_TASK TO CARRY OUT_. Filter the entries below, keeping only lines with the word "throttle".

[Collection entries]
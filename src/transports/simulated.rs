//! Synthetic telemetry source for demos and UI work without hardware.

use std::time::Duration;

use tokio::time::{Instant, Interval, MissedTickBehavior, interval_at};
use tracing::debug;

use crate::transport::{CloseInfo, Connector, Incoming, Link};
use crate::types::Frame;
use crate::{Endpoint, LinkError, Result};

/// Generates `T:` telemetry lines plus a periodic `status=... sensor=...`
/// key/value line, ticking on the tokio clock.
#[derive(Debug, Clone)]
pub struct SimulatedConnector {
    interval: Duration,
    session_length: Option<u64>,
    status_every: u64,
    refuse_first: u32,
    attempts: u32,
}

impl Default for SimulatedConnector {
    fn default() -> Self {
        Self {
            interval: Duration::from_millis(100),
            session_length: None,
            status_every: 10,
            refuse_first: 0,
            attempts: 0,
        }
    }
}

impl SimulatedConnector {
    pub fn new() -> Self {
        Self::default()
    }

    /// Time between generated messages; zero is raised to 1 ms.
    pub fn with_interval(mut self, interval: Duration) -> Self {
        self.interval = interval.max(Duration::from_millis(1));
        self
    }

    /// Close each session normally after `messages` messages.
    pub fn with_session_length(mut self, messages: u64) -> Self {
        self.session_length = Some(messages);
        self
    }

    /// Emit a status line every `n`th message; `0` disables them.
    pub fn with_status_every(mut self, n: u64) -> Self {
        self.status_every = n;
        self
    }

    /// Reject the first `n` connect attempts, like a device still booting.
    pub fn refusing_first(mut self, n: u32) -> Self {
        self.refuse_first = n;
        self
    }
}

#[async_trait::async_trait]
impl Connector for SimulatedConnector {
    async fn connect(&mut self, endpoint: &Endpoint) -> Result<Box<dyn Link>> {
        self.attempts += 1;
        if self.attempts <= self.refuse_first {
            return Err(LinkError::connect_failed(format!(
                "simulated device at {endpoint} not ready (attempt {})",
                self.attempts
            )));
        }

        debug!(attempt = self.attempts, "Simulated session opened");
        let mut ticker = interval_at(Instant::now() + self.interval, self.interval);
        ticker.set_missed_tick_behavior(MissedTickBehavior::Delay);

        Ok(Box::new(SimulatedLink {
            ticker,
            step: self.interval.as_secs_f64(),
            sent: 0,
            session_length: self.session_length,
            status_every: self.status_every,
            open: true,
        }))
    }
}

struct SimulatedLink {
    ticker: Interval,
    step: f64,
    sent: u64,
    session_length: Option<u64>,
    status_every: u64,
    open: bool,
}

impl SimulatedLink {
    fn message(&self) -> String {
        let n = self.sent;
        if self.status_every > 0 && n % self.status_every == 0 {
            let uptime_ms = (n as f64 * self.step * 1000.0).round() as u64;
            return format!("status=OK sensor=IMU seq={n} uptime_ms={uptime_ms}");
        }
        telemetry_line(n as f64 * self.step)
    }
}

/// Smooth attitude curves: a slow roll sway, a pitch bob and a steady yaw drift.
fn telemetry_line(t: f64) -> String {
    let roll = 12.0 * (t * 0.9).sin();
    let pitch = 4.0 * (t * 1.7).sin() + 1.5;
    let yaw = (t * 18.0).rem_euclid(360.0);
    let throttle = 50.0 + 50.0 * (t * 0.3).sin();
    let battery = 12.6 - (t * 0.001).min(2.0);
    format!("T:{roll:.2},{pitch:.2},{yaw:.2},{throttle:.1},{battery:.2}")
}

#[async_trait::async_trait]
impl Link for SimulatedLink {
    async fn next_message(&mut self) -> Result<Option<Incoming>> {
        if !self.open {
            return Ok(None);
        }
        if self.session_length.is_some_and(|limit| self.sent >= limit) {
            self.open = false;
            return Ok(Some(Incoming::Close(Some(CloseInfo::normal("simulation complete")))));
        }

        self.ticker.tick().await;
        self.sent += 1;
        Ok(Some(Incoming::Frame(Frame::text(self.message()))))
    }

    async fn acknowledge_close(&mut self) -> Result<()> {
        Ok(())
    }

    async fn close(&mut self) -> Result<()> {
        self.open = false;
        Ok(())
    }

    fn is_open(&self) -> bool {
        self.open
    }
}

#[cfg(test)]
mod tests {
    use super::*;
    use crate::decoder;
    use crate::types::DecodedEvent;

    fn endpoint() -> Endpoint {
        Endpoint::parse("ws://sim.local/ws").unwrap()
    }

    #[test]
    fn generated_lines_decode_as_telemetry() {
        for i in 0..50 {
            let line = telemetry_line(i as f64 * 0.1);
            let event = decoder::decode(&Frame::text(line.clone()));
            let sample = event.as_telemetry().unwrap_or_else(|| panic!("not telemetry: {line}"));
            assert_eq!(sample.present_fields(), 5);
            assert!((0.0..360.0).contains(&sample.yaw.unwrap()));
        }
    }

    #[tokio::test(start_paused = true)]
    async fn status_lines_are_interleaved() {
        let mut connector = SimulatedConnector::new().with_status_every(3).with_session_length(6);
        let mut link = connector.connect(&endpoint()).await.unwrap();

        let mut kinds = Vec::new();
        while let Some(incoming) = link.next_message().await.unwrap() {
            match incoming {
                Incoming::Frame(frame) => match decoder::decode(&frame) {
                    DecodedEvent::Telemetry(_) => kinds.push('T'),
                    DecodedEvent::KeyValues { pairs, .. } => {
                        assert_eq!(pairs.get("sensor"), Some("IMU"));
                        kinds.push('K');
                    }
                    other => panic!("unexpected {other:?}"),
                },
                Incoming::Close(info) => {
                    assert_eq!(info.unwrap().reason, "simulation complete");
                    break;
                }
            }
        }

        assert_eq!(kinds.iter().collect::<String>(), "TTKTTK");
        assert!(!link.is_open());
    }

    #[tokio::test(start_paused = true)]
    async fn refuses_while_booting() {
        let mut connector = SimulatedConnector::new().refusing_first(2);
        assert!(connector.connect(&endpoint()).await.is_err());
        assert!(connector.connect(&endpoint()).await.is_err());
        assert!(connector.connect(&endpoint()).await.is_ok());
    }
}
//! Scripted transport that plays back predefined sessions.
//!
//! Each connect attempt consumes the next [`SessionScript`]. Once the script
//! runs out, every further attempt gets the fallback (a refusal by default),
//! so a test can bound how many sessions the loop sees.

use std::collections::VecDeque;
use std::sync::Arc;
use std::sync::atomic::{AtomicUsize, Ordering};
use std::time::Duration;

use tracing::trace;

use crate::transport::{CloseInfo, Connector, Incoming, Link};
use crate::types::Frame;
use crate::{Endpoint, LinkError, Result};

/// What one connect attempt does
#[derive(Debug, Clone)]
pub enum SessionScript {
    /// Fail the connect with this reason
    Refuse(String),
    /// Never finish connecting
    Stall,
    /// Connect, then play these steps in order
    Accept(Vec<ScriptStep>),
}

/// One step of an accepted session
#[derive(Debug, Clone)]
pub enum ScriptStep {
    Send(Frame),
    /// Sleep on the tokio clock before the next step
    Wait(Duration),
    /// Remote close handshake
    Close(Option<CloseInfo>),
    /// Transport failure with this reason
    Fail(String),
    /// Stay open and silent forever
    Hold,
}

impl ScriptStep {
    pub fn text(text: impl Into<String>) -> Self {
        ScriptStep::Send(Frame::text(text))
    }

    pub fn binary(payload: impl Into<Vec<u8>>) -> Self {
        ScriptStep::Send(Frame::binary(payload.into()))
    }

    pub fn close(code: u16, reason: impl Into<String>) -> Self {
        ScriptStep::Close(Some(CloseInfo::new(code, reason)))
    }

    pub fn wait_ms(ms: u64) -> Self {
        ScriptStep::Wait(Duration::from_millis(ms))
    }
}

/// Counters shared between a [`ReplayConnector`] and the test observing it
#[derive(Debug, Default)]
pub struct ReplayStats {
    attempts: AtomicUsize,
    close_acks: AtomicUsize,
    client_closes: AtomicUsize,
}

impl ReplayStats {
    pub fn attempts(&self) -> usize {
        self.attempts.load(Ordering::SeqCst)
    }

    /// Remote closes the client answered
    pub fn close_acks(&self) -> usize {
        self.close_acks.load(Ordering::SeqCst)
    }

    /// Client-initiated closes
    pub fn client_closes(&self) -> usize {
        self.client_closes.load(Ordering::SeqCst)
    }
}

#[derive(Debug, Clone)]
pub struct ReplayConnector {
    sessions: VecDeque<SessionScript>,
    fallback: SessionScript,
    stats: Arc<ReplayStats>,
}

impl Default for ReplayConnector {
    fn default() -> Self {
        Self::new()
    }
}

impl ReplayConnector {
    pub fn new() -> Self {
        Self {
            sessions: VecDeque::new(),
            fallback: SessionScript::Refuse("replay script exhausted".to_string()),
            stats: Arc::new(ReplayStats::default()),
        }
    }

    pub fn refuse(mut self, reason: impl Into<String>) -> Self {
        self.sessions.push_back(SessionScript::Refuse(reason.into()));
        self
    }

    pub fn stall(mut self) -> Self {
        self.sessions.push_back(SessionScript::Stall);
        self
    }

    pub fn session(mut self, steps: impl IntoIterator<Item = ScriptStep>) -> Self {
        self.sessions.push_back(SessionScript::Accept(steps.into_iter().collect()));
        self
    }

    /// Script used for every attempt after the queued ones
    pub fn then_forever(mut self, script: SessionScript) -> Self {
        self.fallback = script;
        self
    }

    pub fn stats(&self) -> Arc<ReplayStats> {
        Arc::clone(&self.stats)
    }
}

#[async_trait::async_trait]
impl Connector for ReplayConnector {
    async fn connect(&mut self, endpoint: &Endpoint) -> Result<Box<dyn Link>> {
        let attempt = self.stats.attempts.fetch_add(1, Ordering::SeqCst) + 1;
        let script = self.sessions.pop_front().unwrap_or_else(|| self.fallback.clone());
        trace!(attempt, %endpoint, ?script, "Replaying session");

        match script {
            SessionScript::Refuse(reason) => Err(LinkError::connect_failed(reason)),
            SessionScript::Stall => std::future::pending().await,
            SessionScript::Accept(steps) => Ok(Box::new(ReplayLink {
                steps: steps.into(),
                stats: Arc::clone(&self.stats),
                open: true,
            })),
        }
    }
}

struct ReplayLink {
    steps: VecDeque<ScriptStep>,
    stats: Arc<ReplayStats>,
    open: bool,
}

#[async_trait::async_trait]
impl Link for ReplayLink {
    async fn next_message(&mut self) -> Result<Option<Incoming>> {
        loop {
            let Some(step) = self.steps.pop_front() else {
                self.open = false;
                return Ok(None);
            };

            match step {
                ScriptStep::Send(frame) => return Ok(Some(Incoming::Frame(frame))),
                ScriptStep::Wait(delay) => tokio::time::sleep(delay).await,
                ScriptStep::Close(info) => {
                    self.open = false;
                    return Ok(Some(Incoming::Close(info)));
                }
                ScriptStep::Fail(reason) => {
                    self.open = false;
                    return Err(LinkError::transport_failed(reason));
                }
                ScriptStep::Hold => {
                    self.steps.push_front(ScriptStep::Hold);
                    std::future::pending::<()>().await;
                }
            }
        }
    }

    async fn acknowledge_close(&mut self) -> Result<()> {
        self.stats.close_acks.fetch_add(1, Ordering::SeqCst);
        Ok(())
    }

    async fn close(&mut self) -> Result<()> {
        self.open = false;
        self.stats.client_closes.fetch_add(1, Ordering::SeqCst);
        Ok(())
    }

    fn is_open(&self) -> bool {
        self.open
    }
}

_EXERCISE ANSWER_.
    let throttle = 50.0 + 50.0 * (t * 0.3).sin();
    format!("T:{roll:.2},{pitch:.2},{yaw:.2},{throttle:.1},{battery:.2}")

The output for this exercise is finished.